Probabilistic Active Sensing Acousto-Ultrasound SHM Based on Non-Parametric Stochastic Representations

Existing Structural Health Monitoring (SHM) techniques generally depend on deterministic parameters in order to
detect, localize, and quantify damage. This limits the applicability of such systems in real-life situations, where
stochastic, time-varying structural response, as well as complex damage types immersed in operational/environmental
uncertainties are almost always encountered. Thus, there lies a need for the proposal of statistical quantities and
methods for assessing structural health. That is, a holistic probabilistic SHM framework involving damage detection,
localization, and quantification, is due if such systems are to become standard on VTOL platforms. In this work, a
novel probabilistic approach for active-sensing acousto-ultrasound SHM targeting damage detection and quantification
is proposed based on stochastic non-parametric time series representations. Statistical signal processing techniques
are used to formulate statistical hypothesis tests, based on which a decision can be made to whether a component
is healthy or damaged within pre-defined confidence bounds. The methods presented herein can also be used for
damage quantification. The proposed framework is first applied to a notched Aluminum coupon with different damage
sizes within an active-sensing, local “hot-spot” monitoring framework. After that, experimental data collected over a
stiffened Aluminum panel, representing a sub-scale fuselage component, is analyzed using the probabilistic framework
for validation of the proposed methods on more real-life structures.
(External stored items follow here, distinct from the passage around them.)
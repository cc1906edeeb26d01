// Keyboard teleop: W/S forward-back, A/D yaw, R/F speed, Q quit
// Publishes GroundMotionRequest envelopes the runtime listens for.
use clap::Parser;
use crossterm::{
    event::{self, Event, KeyCode, KeyEvent, KeyEventKind},
    terminal::{disable_raw_mode, enable_raw_mode},
};
use serde_json::json;
use std::time::{Duration, Instant, SystemTime, UNIX_EPOCH};
use tracing::info;

const SPEEDS: [f32; 3] = [0.2, 0.6, 1.5]; // m/s
const YAW_RATES: [f32; 3] = [0.3, 0.8, 1.6]; // rad/s
const INPUT_TIMEOUT_MS: u64 = 100; // Reset velocities after this much time with no input

#[derive(Parser, Debug)]
#[command(about = "Publishes keyboard-driven ground motion requests")]
struct Args {
    /// Session identifier of the runtime to drive
    #[arg(long)]
    cid: u16,

    /// Sender stamp to publish with (must match the runtime's --id-input)
    #[arg(long = "id-input", default_value_t = 0)]
    id_input: u32,
}

#[tokio::main]
async fn main() -> Result<(), Box<dyn std::error::Error + Send + Sync>> {
    tracing_subscriber::fmt().with_env_filter("info").init();
    let args = Args::parse();

    info!("Opening Zenoh session...");
    let session = zenoh::open(zenoh::Config::default()).await?;
    let topic = format!("diffdrive/{}/ground-motion-request", args.cid);
    let publisher = session.declare_publisher(topic).await?;

    info!("Controls: W/S=forward-back, A/D=yaw, R/F=speed, Q=quit");
    info!("Speed: LOW");

    enable_raw_mode()?;
    let result = run_teleop(&publisher, args.id_input).await;
    disable_raw_mode()?;

    result
}

async fn run_teleop(
    publisher: &zenoh::pubsub::Publisher<'_>,
    sender_stamp: u32,
) -> Result<(), Box<dyn std::error::Error + Send + Sync>> {
    let mut speed_idx: usize = 0;

    // Persistent velocity state
    let mut vx = 0.0f32;
    let mut yaw_rate = 0.0f32;
    let mut last_movement_input = Instant::now();

    loop {
        // Poll for key with 20ms timeout (50Hz effective rate)
        if event::poll(Duration::from_millis(20))? {
            if let Event::Key(KeyEvent { code, kind, .. }) = event::read()? {
                let pressed = kind == KeyEventKind::Press || kind == KeyEventKind::Repeat;

                match code {
                    KeyCode::Char('w') if pressed => {
                        vx = SPEEDS[speed_idx];
                        last_movement_input = Instant::now();
                    }
                    KeyCode::Char('s') if pressed => {
                        vx = -SPEEDS[speed_idx];
                        last_movement_input = Instant::now();
                    }
                    KeyCode::Char('a') if pressed => {
                        yaw_rate = YAW_RATES[speed_idx];
                        last_movement_input = Instant::now();
                    }
                    KeyCode::Char('d') if pressed => {
                        yaw_rate = -YAW_RATES[speed_idx];
                        last_movement_input = Instant::now();
                    }

                    // Speed control
                    KeyCode::Char('r') if pressed => {
                        speed_idx = (speed_idx + 1).min(2);
                        print_speed(speed_idx);
                    }
                    KeyCode::Char('f') if pressed => {
                        speed_idx = speed_idx.saturating_sub(1);
                        print_speed(speed_idx);
                    }

                    KeyCode::Char('q') | KeyCode::Esc if pressed => break,

                    _ => {}
                }
            }
        }

        // Reset velocities if no movement input for INPUT_TIMEOUT_MS
        if last_movement_input.elapsed() > Duration::from_millis(INPUT_TIMEOUT_MS) {
            vx = 0.0;
            yaw_rate = 0.0;
        }

        let ts = SystemTime::now()
            .duration_since(UNIX_EPOCH)
            .map(|d| d.as_micros() as i64)
            .unwrap_or(0);

        // Always publish at ~50Hz
        let envelope = json!({
            "sender_stamp": sender_stamp,
            "sent_at_micros": ts,
            "message": { "vx": vx, "yaw_rate": yaw_rate }
        });
        publisher.put(envelope.to_string()).await?;
    }

    Ok(())
}

fn print_speed(idx: usize) {
    let label = ["LOW", "MED", "HIGH"][idx];
    info!("Speed: {}", label);
}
Results show the advantage of the proposed
techniques in citing confidence to the decision-making process when compared with state-of-the-art damage indicators.
In addition, insights into damage localization within a probabilistic framework are also presented, which may be used
as a preliminary step to damage localization algorithms, decreasing the computational cost, and increasing the accuracy
of imaging techniques under uncertainty.

Reference

Amer, A. and Kopsaftopoulos, F., " Probabilistic Active Sensing Acousto-Ultrasound SHM Based on Non-Parametric Stochastic Representations ,"

Proceedings of the 75th Vertical Flight Society Annual Forum, Philadelphia, Pennsylvania, May 13-16, 2019.